In Spain, there is, on the one hand, a significant mismatch between the supply and the needs of affordable housing, with a rental stock that does not reach 18% when the average in Europe stands at 30%; public park area that is around 2% compared to rates of 10% and 15% in other neighboring countries; and an increasing number of households that allocate more than 40% of their available income to housing. And, on the other hand, the widespread aging of the building stock requires an urgent and profound transformation in order to counter the effects of climate change, reduce the current high energy consumption, and respond to the real demands of the population in terms of accessibility and functionality, as was made evident to all during the Covid-19 lockdown.
Architects are especially concerned with this challenge and, to that end, last year we organized the UIA 2022 International Forum: "Affordable Housing Activation – Removing Barriers.” We created a call to action in order to break down the six main barriers (mismatches in supply and demand, policies and regulations, financing, urban design and development, promotion and production, and property and tenure) that impede access to decent, affordable and quality housing around the world.
And we created the first Global Atlas of Affordable Housing. This website allows us to delve into the most critical problems that cities face today; allows us to compare the situation of housing around the world and facilitates the search for operational solutions. In addition, it has more than 400 georeferenced cases. It is a magnificent tool, in continuous evolution, in the identification of one of the fundamental aspects on which we must focus to offer real solutions to a large-scale problem.
Marta Vall-llossera Ferran (CSCAE), at right, and Renato Turri (World-Architects) (Photo: Ricardo Marquerie)
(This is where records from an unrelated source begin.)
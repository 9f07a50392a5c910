use actix_web::{HttpRequest, HttpResponse, Result as ActixResult, web};
use once_cell::sync::Lazy;

use crate::middlewares;
use crate::models::materials::requests::{CreateMaterialRequest, UpdateMaterialRequest};
use crate::services::MaterialService;
use crate::utils::SafeMaterialId;

// 懒加载的全局 MATERIAL_SERVICE 实例
static MATERIAL_SERVICE: Lazy<MaterialService> = Lazy::new(MaterialService::new_lazy);

pub async fn create_material(
    req: HttpRequest,
    material_data: web::Json<CreateMaterialRequest>,
) -> ActixResult<HttpResponse> {
    MATERIAL_SERVICE
        .create_material(&req, material_data.into_inner())
        .await
}

pub async fn get_material(
    req: HttpRequest,
    material_id: SafeMaterialId,
) -> ActixResult<HttpResponse> {
    MATERIAL_SERVICE.get_material(&req, material_id.0).await
}

pub async fn update_material(
    req: HttpRequest,
    material_id: SafeMaterialId,
    update_data: web::Json<UpdateMaterialRequest>,
) -> ActixResult<HttpResponse> {
    MATERIAL_SERVICE
        .update_material(&req, material_id.0, update_data.into_inner())
        .await
}

pub async fn delete_material(
    req: HttpRequest,
    material_id: SafeMaterialId,
) -> ActixResult<HttpResponse> {
    MATERIAL_SERVICE.delete_material(&req, material_id.0).await
}

// 配置路由
pub fn configure_materials_routes(cfg: &mut web::ServiceConfig) {
    cfg.service(
        web::scope("/api/v1/materials")
            .wrap(middlewares::RequireSession)
            .service(
                web::resource("").route(
                    web::post()
                        .to(create_material)
                        .wrap(middlewares::RequireRole::admin()),
                ),
            )
            .service(
                web::resource("/{material_id}")
                    .route(web::get().to(get_material))
                    .route(
                        web::put()
                            .to(update_material)
                            .wrap(middlewares::RequireRole::admin()),
                    )
                    .route(
                        web::delete()
                            .to(delete_material)
                            .wrap(middlewares::RequireRole::admin()),
                    ),
            ),
    );
}

#[cfg(test)]
mod tests {
    use actix_web::http::StatusCode;
    use actix_web::test;
    use serde_json::json;

    use super::*;
    use crate::models::courses::requests::{CreateCourseRequest, InitialTopic};
    use crate::routes::test_support::{ADMIN_EMAIL, MEMBER_EMAIL, TestState, bearer, json_body};

    fn page_material() -> serde_json::Value {
        json!({
            "course_id": "101",
            "topic_id": "1",
            "item": {"title": "Reading guide", "type": "Page", "html_content": "<p>Read ch. 1</p>"}
        })
    }

    #[actix_web::test]
    async fn test_material_lifecycle() {
        let state = TestState::new().await;
        let app = portal_test_app!(state, configure_materials_routes);

        let req = test::TestRequest::post()
            .uri("/api/v1/materials")
            .insert_header(bearer(ADMIN_EMAIL))
            .set_json(page_material())
            .to_request();
        let resp = test::call_service(&app, req).await;
        assert_eq!(resp.status(), StatusCode::CREATED);
        let body = json_body(resp).await;
        let material_id = body["data"]["id"].as_str().unwrap().to_string();

        let req = test::TestRequest::put()
            .uri(&format!("/api/v1/materials/{material_id}"))
            .insert_header(bearer(ADMIN_EMAIL))
            .set_json(json!({
                "item": {"title": "Slides", "type": "File", "url": "https://files.example.edu/w1.pdf"}
            }))
            .to_request();
        let body = json_body(test::call_service(&app, req).await).await;
        assert_eq!(body["data"]["item"]["type"], "File");
        assert_eq!(body["data"]["item"]["html_content"], serde_json::Value::Null);

        let req = test::TestRequest::get()
            .uri(&format!("/api/v1/materials/{material_id}"))
            .insert_header(bearer(MEMBER_EMAIL))
            .to_request();
        let body = json_body(test::call_service(&app, req).await).await;
        assert_eq!(body["data"]["item"]["title"], "Slides");
        assert_eq!(body["data"]["topic_id"], "1");

        let req = test::TestRequest::delete()
            .uri(&format!("/api/v1/materials/{material_id}"))
            .insert_header(bearer(ADMIN_EMAIL))
            .to_request();
        assert_eq!(test::call_service(&app, req).await.status(), StatusCode::OK);

        let req = test::TestRequest::delete()
            .uri(&format!("/api/v1/materials/{material_id}"))
            .insert_header(bearer(ADMIN_EMAIL))
            .to_request();
        assert_eq!(
            test::call_service(&app, req).await.status(),
            StatusCode::NOT_FOUND
        );
    }

    #[actix_web::test]
    async fn test_material_validation() {
        let state = TestState::new().await;
        let app = portal_test_app!(state, configure_materials_routes);

        let mut body = page_material();
        body["item"]["html_content"] = json!("");
        let req = test::TestRequest::post()
            .uri("/api/v1/materials")
            .insert_header(bearer(ADMIN_EMAIL))
            .set_json(body)
            .to_request();
        assert_eq!(
            test::call_service(&app, req).await.status(),
            StatusCode::BAD_REQUEST
        );

        // 指向不存在的自定义主题
        let mut body = page_material();
        body["topic_id"] = json!("6f1c2a8e-3d4b-4c5d-9e6f-0a1b2c3d4e5f");
        let req = test::TestRequest::post()
            .uri("/api/v1/materials")
            .insert_header(bearer(ADMIN_EMAIL))
            .set_json(body)
            .to_request();
        assert_eq!(
            test::call_service(&app, req).await.status(),
            StatusCode::NOT_FOUND
        );

        let req = test::TestRequest::get()
            .uri("/api/v1/materials/42")
            .insert_header(bearer(MEMBER_EMAIL))
            .to_request();
        assert_eq!(
            test::call_service(&app, req).await.status(),
            StatusCode::BAD_REQUEST
        );
    }

    fn course(code: &str) -> CreateCourseRequest {
        CreateCourseRequest {
            course_code: code.to_string(),
            title: "Data Structures".to_string(),
            year: Some(2026),
            semester: Some(1),
            image_url: None,
            syllabus_url: None,
            topics: vec![InitialTopic {
                title: "Week 1".to_string(),
            }],
        }
    }

    #[actix_web::test]
    async fn test_material_topic_must_belong_to_its_course() {
        let state = TestState::new().await;
        let course_a = state.storage.create_course(course("AAAA1000")).await.unwrap();
        let course_b = state.storage.create_course(course("BBBB1000")).await.unwrap();
        let topic_a = state.storage.list_topics_by_course(&course_a.id).await.unwrap()[0]
            .id
            .clone();
        let topic_b = state.storage.list_topics_by_course(&course_b.id).await.unwrap()[0]
            .id
            .clone();
        let app = portal_test_app!(state, configure_materials_routes);

        let mut body = page_material();
        body["course_id"] = json!(course_a.id);
        body["topic_id"] = json!(topic_b);
        let req = test::TestRequest::post()
            .uri("/api/v1/materials")
            .insert_header(bearer(ADMIN_EMAIL))
            .set_json(body)
            .to_request();
        let resp = test::call_service(&app, req).await;
        assert_eq!(resp.status(), StatusCode::BAD_REQUEST);
        assert_eq!(json_body(resp).await["code"], 1001);

        let mut body = page_material();
        body["course_id"] = json!(course_a.id);
        body["topic_id"] = json!(topic_a);
        let req = test::TestRequest::post()
            .uri("/api/v1/materials")
            .insert_header(bearer(ADMIN_EMAIL))
            .set_json(body)
            .to_request();
        let resp = test::call_service(&app, req).await;
        assert_eq!(resp.status(), StatusCode::CREATED);
        let material_id = json_body(resp).await["data"]["id"]
            .as_str()
            .unwrap()
            .to_string();

        // 不能移动到其他课程的主题
        let req = test::TestRequest::put()
            .uri(&format!("/api/v1/materials/{material_id}"))
            .insert_header(bearer(ADMIN_EMAIL))
            .set_json(json!({"topic_id": topic_b}))
            .to_request();
        assert_eq!(
            test::call_service(&app, req).await.status(),
            StatusCode::BAD_REQUEST
        );

        let req = test::TestRequest::get()
            .uri(&format!("/api/v1/materials/{material_id}"))
            .insert_header(bearer(MEMBER_EMAIL))
            .to_request();
        let body = json_body(test::call_service(&app, req).await).await;
        assert_eq!(body["data"]["topic_id"], json!(topic_a));
    }
}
MBC: Last June, the agreement between the Council and World Architects to promote interest in architecture as a cultural, economic and social asset was renewed. Could you tell us about how you see the promotion of Spanish architecture internationally? Are there any examples of success in this regard? Any areas where you need to work more precisely?
MVF: Spanish architecture has managed to position the construction sector as a leader in innovative initiatives, and our sector has also promoted the image of Spain as a country committed to architectural quality and its values: shared learning and cooperation. Having an Architecture Quality Law is a milestone for the profession, but also for the country and, at a social level, for its citizens. In line with the Davos Declaration and the concept of Baukultur and with the New European Bauhaus, it is imperative to protect the cultural, architectural and landscape heritage against the trend toward loss of quality that we have seen flourishing throughout Europe. We’re seeing the deterioration of historical fabrics, the trivialization of construction, the lack of design values, the consequences of a globalization that tends towards common and homogeneous guidelines that do not take into account place and that lead us towards a standardized culture, urban sprawl, and irresponsible use of natural resources.
Our Architecture Awards are an example of success. They recognize and extol an architecture that is aligned with the values promoted by the Davos Declaration, the Architecture Quality Law, the New European Bauhaus, the Urban Agendas and the SDGs, offering solutions to the climatic and social challenges of our time, without sacrificing the beauty and cultural values of our environment as a legacy that we will leave to future generations. The reuse of built spaces should allow us to establish a dialogue between past, present and future in a process that, with balance, sensitivity and respect for what exists, and thanks to the transformative capacity of architecture, we can recover, reuse and remake — giving projects a new use and providing citizens spaces adapted to new times, new needs and new emergencies.